Project: NanoMembR - Nanoscale Effects within Biological Membranes caused by Radiation

Funding: European Commission, Horizon 2020 Research and Innovation Programme

All life on Earth is based on cellular units that require membranes as a means to separate their interior from the surrounding environment. The plasma membrane of a cell is a fascinating organelle and a fundamentally essential part, responsible for its shape, structure and functioning. Thus membranes, and more generally their building blocks (e.g. fatty acids, lipids and sterols), are universal biomarkers for life. Biological membranes have long been a ‘hot topic’ of research across many disciplines, from biology and biochemistry, with a focus on cellular physiology, to physics, with respect to the underlying mechanistic phenomena, and applied sciences, in the attempt to mimic the natural virtues of membranes in high-value products and processes (e.g. liposomes for drug delivery, micro-filtration systems, for separation and molecule immobilisation as well as biosensor applications). More recently, biomembranes have attracted the interest of the space science community engaged in the search of robust and identifiable signatures – biosignatures or biomarkers - that are conserved across all life forms and hence suitable for the detection of life.
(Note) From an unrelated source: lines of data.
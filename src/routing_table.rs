//! C1 — Routing Table.
//!
//! Grounded on `message_router::implementations::AgentRegistryImpl`'s
//! `DashMap`-backed O(1) lookup pattern, generalized to the routing-entry
//! shape and sticky/expiry rules of §4.1.

use dashmap::DashMap;
use tracing::instrument;

use crate::domain::{Address, ParticipantId, RoutingEntry};

/// Maps participant id → routing entry, enforcing the sticky/non-sticky
/// replacement rule and lazy expiry from §4.1.
#[derive(Debug, Default)]
pub struct RoutingTable {
    entries: DashMap<ParticipantId, RoutingEntry>,
}

impl RoutingTable {
    /// Creates an empty routing table.
    #[must_use]
    pub fn new() -> Self {
        Self {
            entries: DashMap::new(),
        }
    }

    /// Installs or replaces a routing entry.
    ///
    /// A non-sticky `add` is ignored if a sticky entry already exists for
    /// `participant_id`. Otherwise the new entry replaces whatever was
    /// there (if anything).
    #[instrument(skip(self, address), fields(participant_id = %participant_id))]
    pub fn add(
        &self,
        participant_id: ParticipantId,
        address: Address,
        is_globally_visible: bool,
        expiry_ms: u64,
        is_sticky: bool,
    ) {
        if let Some(existing) = self.entries.get(&participant_id) {
            if existing.is_sticky() && !is_sticky {
                return;
            }
        }
        self.entries.insert(
            participant_id,
            RoutingEntry::new(address, is_globally_visible, expiry_ms, is_sticky),
        );
    }

    /// Looks up the entry for `participant_id`, treating an expired
    /// non-sticky entry as absent and evicting it.
    #[instrument(skip(self), fields(participant_id = %participant_id))]
    pub fn lookup(&self, participant_id: ParticipantId, now_ms: u64) -> Option<RoutingEntry> {
        let expired = self
            .entries
            .get(&participant_id)
            .is_some_and(|e| e.is_expired(now_ms));
        if expired {
            self.entries.remove(&participant_id);
            return None;
        }
        self.entries.get(&participant_id).map(|e| e.clone())
    }

    /// Returns the set of participant ids currently routed to `address`.
    #[must_use]
    pub fn lookup_participants_by_address(&self, address: &Address) -> Vec<ParticipantId> {
        self.entries
            .iter()
            .filter(|entry| entry.value().address() == address)
            .map(|entry| *entry.key())
            .collect()
    }

    /// True if a (possibly expired) entry exists for `participant_id`.
    #[must_use]
    pub fn contains(&self, participant_id: ParticipantId) -> bool {
        self.entries.contains_key(&participant_id)
    }

    /// Removes the entry for `participant_id`, a no-op if absent.
    #[instrument(skip(self), fields(participant_id = %participant_id))]
    pub fn remove(&self, participant_id: ParticipantId) {
        self.entries.remove(&participant_id);
    }

    /// Evicts every expired non-sticky entry; returns the evicted ids.
    pub fn evict_expired(&self, now_ms: u64) -> Vec<ParticipantId> {
        let expired: Vec<ParticipantId> = self
            .entries
            .iter()
            .filter(|entry| entry.value().is_expired(now_ms))
            .map(|entry| *entry.key())
            .collect();
        for id in &expired {
            self.entries.remove(id);
        }
        expired
    }
}
//! C7 — Reply Caller Directory.
//!
//! Grounded on the same handle-plus-timer shape as [`crate::scheduler`]:
//! a reply caller is stored keyed by its correlating id, with a TTL timer
//! scheduled through C5; whichever of `take()` or the timer fires first
//! wins, and the invariant "a caller fires at most once" falls directly out
//! of `DashMap::remove` being atomic.

use std::sync::Arc;

use dashmap::DashMap;
use thiserror::Error;
use tracing::instrument;

use crate::domain::RequestReplyId;
use crate::scheduler::{DelayedScheduler, ScheduleHandle};

/// Errors raised by the reply caller directory.
#[derive(Debug, Error)]
pub enum ReplyCallerError {
    /// The reply's TTL elapsed before a matching reply arrived.
    #[error("reply caller for {0} timed out")]
    Expired(RequestReplyId),
}

/// A pending caller awaiting either a reply or a timeout.
pub type ReplyCaller = Box<dyn FnOnce(ReplyOutcome) + Send>;

/// What eventually happens to a registered reply caller.
pub enum ReplyOutcome {
    /// A reply arrived before the TTL elapsed.
    Reply(crate::domain::Message),
    /// The TTL elapsed with no reply.
    TimedOut,
}

struct Entry {
    caller: ReplyCaller,
    timer_handle: ScheduleHandle,
}

/// Tracks outstanding requests awaiting a correlated reply.
pub struct ReplyCallerDirectory {
    scheduler: Arc<DelayedScheduler>,
    entries: DashMap<RequestReplyId, Entry>,
}

impl ReplyCallerDirectory {
    /// Builds an empty directory scheduling timeouts through `scheduler`.
    #[must_use]
    pub fn new(scheduler: Arc<DelayedScheduler>) -> Arc<Self> {
        Arc::new(Self {
            scheduler,
            entries: DashMap::new(),
        })
    }

    /// Registers `caller` under `request_reply_id`, scheduling a timeout
    /// that fires `caller` with [`ReplyOutcome::TimedOut`] after `ttl_ms`
    /// if [`Self::take`] is not called first.
    #[instrument(skip(self, caller), fields(request_reply_id = %request_reply_id, ttl_ms = ttl_ms))]
    pub fn add(self: &Arc<Self>, request_reply_id: RequestReplyId, caller: ReplyCaller, ttl_ms: u64) {
        let directory = Arc::clone(self);
        let id_for_timer = request_reply_id;
        let timer_handle = self.scheduler.schedule(ttl_ms, move || {
            if let Some((_, entry)) = directory.entries.remove(&id_for_timer) {
                (entry.caller)(ReplyOutcome::TimedOut);
            }
        });
        self.entries.insert(
            request_reply_id,
            Entry {
                caller,
                timer_handle,
            },
        );
    }

    /// Removes and returns the caller for `request_reply_id`, cancelling
    /// its timeout timer. Returns `None` if no caller is registered (already
    /// taken, already timed out, or never registered).
    #[instrument(skip(self), fields(request_reply_id = %request_reply_id))]
    pub fn take(&self, request_reply_id: RequestReplyId) -> Option<ReplyCaller> {
        let (_, entry) = self.entries.remove(&request_reply_id)?;
        self.scheduler.unschedule(entry.timer_handle);
        Some(entry.caller)
    }

    /// Number of callers currently awaiting a reply or timeout.
    #[must_use]
    pub fn len(&self) -> usize {
        self.entries.len()
    }

    /// True if no callers are currently registered.
    #[must_use]
    pub fn is_empty(&self) -> bool {
        self.entries.is_empty()
    }
}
Electromagnetic radiation is a key-driver for biochemical processes on our planet and even more on planets (e.g. Mars) with thinner atmospheres or even in open space environments and planetary orbits. Solar radiation, despite being a constant source of energy, can also have detrimental effects for life. Membranes represent a first point of exposure and research into the detailed effects of radiation damage by studying spatio-temporal pathways of membrane degradation and fragmentation has important implications not only for radiation biology and medicine but also for planetary exploration.

Our understanding of membrane structure and functionality has progressed step-by-step with the advances in technological and analytical capabilities, and lately by the breakthrough in microscopy with superresolution and single molecule spectroscopy. These techniques have reached unprecedented levels of resolution and sensitivity that enable us now to look deep into membranes at the nanometre-scale.